Some of the key provisions in the 2012 bill include:

  • Strengthening federal penalties  for repeat sex offenders and creating a federal “rape shield law,” which is intended to prevent offenders from using survivors’ past sexual conduct against them during a rape trial;
  • Mandating that survivors, no matter their income levels, are not forced to bear the expense of their own rape exams or for service of a protection order;
  • Funding support for: community violence prevention programs, legal aid for survivors of violence, people who are evicted from their homes due to domestic violence, support programs specifically for immigrant communities, rape crisis centers and hotlines, programs and services for survivors with disabilities.
  • Keeping survivors safe by requiring that a victim’s protection order will be recognized and enforced in all state, tribal, and territorial jurisdictions within the United States;
  • Providing additional tools for protecting women in Native American tribal jurisdictions, by enabling tribal courts to prosecute non-native folks who live on tribal lands (note: all legal protections afforded defendants in State courts, including due process, would still be mandated in tribal courts).

Republican senators have taken issue with a few new provisions in this current reauthorization, including: protections for queer couples, protections for immigrant women, and expanding the reach of tribal jurisdictions.

Sen.
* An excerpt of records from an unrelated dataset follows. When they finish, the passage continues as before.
//! Error types for the query API.
//!
//! [`ApiError`] unifies all failure modes into a single enum that can be
//! converted into an Axum HTTP response via its
//! [`IntoResponse`](axum::response::IntoResponse) implementation. The body
//! is always `{ "error": ..., "status": ... }`.

use axum::http::StatusCode;
use axum::response::{IntoResponse, Response};
use tornkeep_db::{DbError, QueryError};

/// Errors that can occur in the API layer.
#[derive(Debug, thiserror::Error)]
pub enum ApiError {
    /// The query string could not be decoded.
    #[error("invalid query: {0}")]
    InvalidQuery(String),

    /// The Query Gateway rejected or failed the read.
    #[error(transparent)]
    Query(#[from] QueryError),

    /// A store-level operation failed.
    #[error(transparent)]
    Store(#[from] DbError),
}

impl ApiError {
    /// HTTP status for this error.
    pub const fn status(&self) -> StatusCode {
        match self {
            Self::InvalidQuery(_)
            | Self::Query(
                QueryError::UnknownTable(_)
                | QueryError::UnknownColumn { .. }
                | QueryError::InvalidPage(_)
                | QueryError::Malformed { .. }
                | QueryError::TypeMismatch { .. },
            ) => StatusCode::BAD_REQUEST,
            Self::Query(QueryError::Timeout(_)) => StatusCode::GATEWAY_TIMEOUT,
            Self::Query(QueryError::Database(_)) | Self::Store(_) => {
                StatusCode::INTERNAL_SERVER_ERROR
            }
        }
    }
}

impl IntoResponse for ApiError {
    fn into_response(self) -> Response {
        let status = self.status();
        if status.is_server_error() {
            tracing::error!(error = %self, "API request failed");
        }

        let body = serde_json::json!({
            "error": self.to_string(),
            "status": status.as_u16(),
        });

        (status, axum::Json(body)).into_response()
    }
}

#[cfg(test)]
mod tests {
    use super::*;

    #[test]
    fn input_errors_are_client_errors() {
        let unknown = ApiError::from(QueryError::UnknownTable(String::from("nope")));
        assert_eq!(unknown.status(), StatusCode::BAD_REQUEST);
        assert_eq!(
            ApiError::from(QueryError::InvalidPage(0)).status(),
            StatusCode::BAD_REQUEST
        );
    }

    #[test]
    fn timeouts_map_to_gateway_timeout() {
        assert_eq!(
            ApiError::from(QueryError::Timeout(5_000)).status(),
            StatusCode::GATEWAY_TIMEOUT
        );
    }

    #[test]
    fn store_failures_are_server_errors() {
        let err = ApiError::from(DbError::Config(String::from("bad horizon")));
        assert_eq!(err.status(), StatusCode::INTERNAL_SERVER_ERROR);
    }
}
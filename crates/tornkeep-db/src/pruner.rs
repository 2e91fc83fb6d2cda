//! Retention Pruner: deletes summarized history past the horizon.
//!
//! A history row is deleted only when it is older than the cutoff **and** a
//! monthly summary exists for the same key over a period containing its
//! `recorded_at`, written after that period closed. Rows in unsummarized
//! periods survive regardless of age.

use chrono::{DateTime, TimeDelta, Utc};
use serde::Serialize;
use sqlx::SqlitePool;
use tornkeep_types::{ObservationKind, PeriodType};

use crate::catalog::{self, KindLayout};
use crate::clock::Clock;
use crate::error::PruneError;
use crate::sqlite::begin_write;

/// Outcome of one pruning call.
#[derive(Debug, Clone, Copy, PartialEq, Eq, Serialize)]
pub struct PruneStats {
    /// Kind pruned.
    pub kind: ObservationKind,
    /// Rows recorded before this instant were eligible.
    pub cutoff: DateTime<Utc>,
    /// Rows deleted.
    pub deleted: u64,
    /// Rows past the cutoff kept because their period has no summary yet.
    pub blocked: i64,
}

/// Deletes history rows that a summary already covers.
pub struct Pruner<'a> {
    pool: &'a SqlitePool,
    clock: &'a dyn Clock,
}

impl<'a> Pruner<'a> {
    /// Create a pruner bound to the writer pool.
    pub const fn new(pool: &'a SqlitePool, clock: &'a dyn Clock) -> Self {
        Self { pool, clock }
    }

    /// Delete observations of `kind` older than `horizon_days` that sit in
    /// a summarized monthly period.
    ///
    /// Running it again without new summaries deletes nothing.
    ///
    /// # Errors
    ///
    /// Returns [`PruneError::InvalidHorizon`] for a negative horizon and
    /// [`PruneError::Database`] if the engine fails, in which case nothing
    /// was deleted.
    pub async fn prune_older_than(
        &self,
        kind: ObservationKind,
        horizon_days: i64,
    ) -> Result<PruneStats, PruneError> {
        if horizon_days < 0 {
            return Err(PruneError::InvalidHorizon(horizon_days));
        }
        let now = self.clock.now();
        let cutoff = TimeDelta::try_days(horizon_days)
            .and_then(|horizon| now.checked_sub_signed(horizon))
            .unwrap_or(DateTime::<Utc>::MIN_UTC);
        let cutoff_secs = cutoff.timestamp();
        let layout = catalog::layout(kind);

        let mut tx = begin_write(self.pool).await?;
        let deleted = sqlx::query(&delete_sql(layout))
            .bind(cutoff_secs)
            .bind(PeriodType::Monthly.as_str())
            .execute(&mut *tx)
            .await?
            .rows_affected();
        let blocked: i64 = sqlx::query_scalar(&format!(
            "SELECT COUNT(*) FROM {} WHERE recorded_at < ?",
            layout.history.name
        ))
        .bind(cutoff_secs)
        .fetch_one(&mut *tx)
        .await?;
        tx.commit().await?;

        if blocked > 0 {
            tracing::warn!(
                kind = %kind,
                blocked,
                cutoff = %cutoff,
                "Rows past the retention horizon kept: their period has no summary yet"
            );
        }
        tracing::info!(kind = %kind, deleted, horizon_days, "Pruned history");

        Ok(PruneStats {
            kind,
            cutoff,
            deleted,
            blocked,
        })
    }
}

fn delete_sql(layout: &KindLayout) -> String {
    let history = layout.history.name;
    let summary = layout.summary.name;
    let key = layout.key;
    format!(
        "DELETE FROM {history} \
         WHERE recorded_at < ?1 \
           AND EXISTS ( \
             SELECT 1 FROM {summary} s \
             WHERE s.{key} = {history}.{key} \
               AND s.period_type = ?2 \
               AND s.period_start <= {history}.recorded_at \
               AND {history}.recorded_at < s.period_end \
               AND s.created_at >= s.period_end)"
    )
}

#[cfg(test)]
mod tests {
    use super::*;

    #[test]
    fn delete_is_gated_on_a_matching_summary() {
        let sql = delete_sql(catalog::layout(ObservationKind::PlayerStats));
        assert!(sql.starts_with("DELETE FROM player_stats_history"));
        assert!(sql.contains("EXISTS"));
        assert!(sql.contains("s.player_id = player_stats_history.player_id"));
        assert!(sql.contains("s.created_at >= s.period_end"));
    }
}
//! Read-only HTTP API over the tornkeep store.
//!
//! This crate provides an Axum HTTP server that exposes the Query Gateway
//! as JSON for a browser table viewer:
//!
//! - `GET /api/tables` -- which tables can be queried
//! - `GET /api/query` -- one page of a table, with ordering and a filter
//! - `GET /api/health` -- schema version, row counts, history ages
//!
//! Every request is served from the store's read-only pool. Input errors
//! map to `400`, deadline overruns to `504` and engine failures to `500`.

pub mod error;
pub mod handlers;
pub mod router;
pub mod server;
pub mod state;

// Re-export primary types for convenience.
pub use error::ApiError;
pub use router::build_router;
pub use server::{ServerConfig, ServerError, serve_until, start_server};
pub use state::AppState;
Chuck Grassley (R-Iowa), the top Republican on the Senate Judiciary Committee, and Sen. Kay Bailey Hutchison (R-Texas) are working on an alternative version of the bill that would appeal to Republicans. Hutchison and Grassley claim that their version addresses some flaws in the Democratic version, such as government spending and immigration. Sen. John Cornyn (R- Texas) is proposing an amendment to the Democrats’ bill as well. Some proponents of the s1925 say that that the Grassley and Cornyn amendments do more harm than good.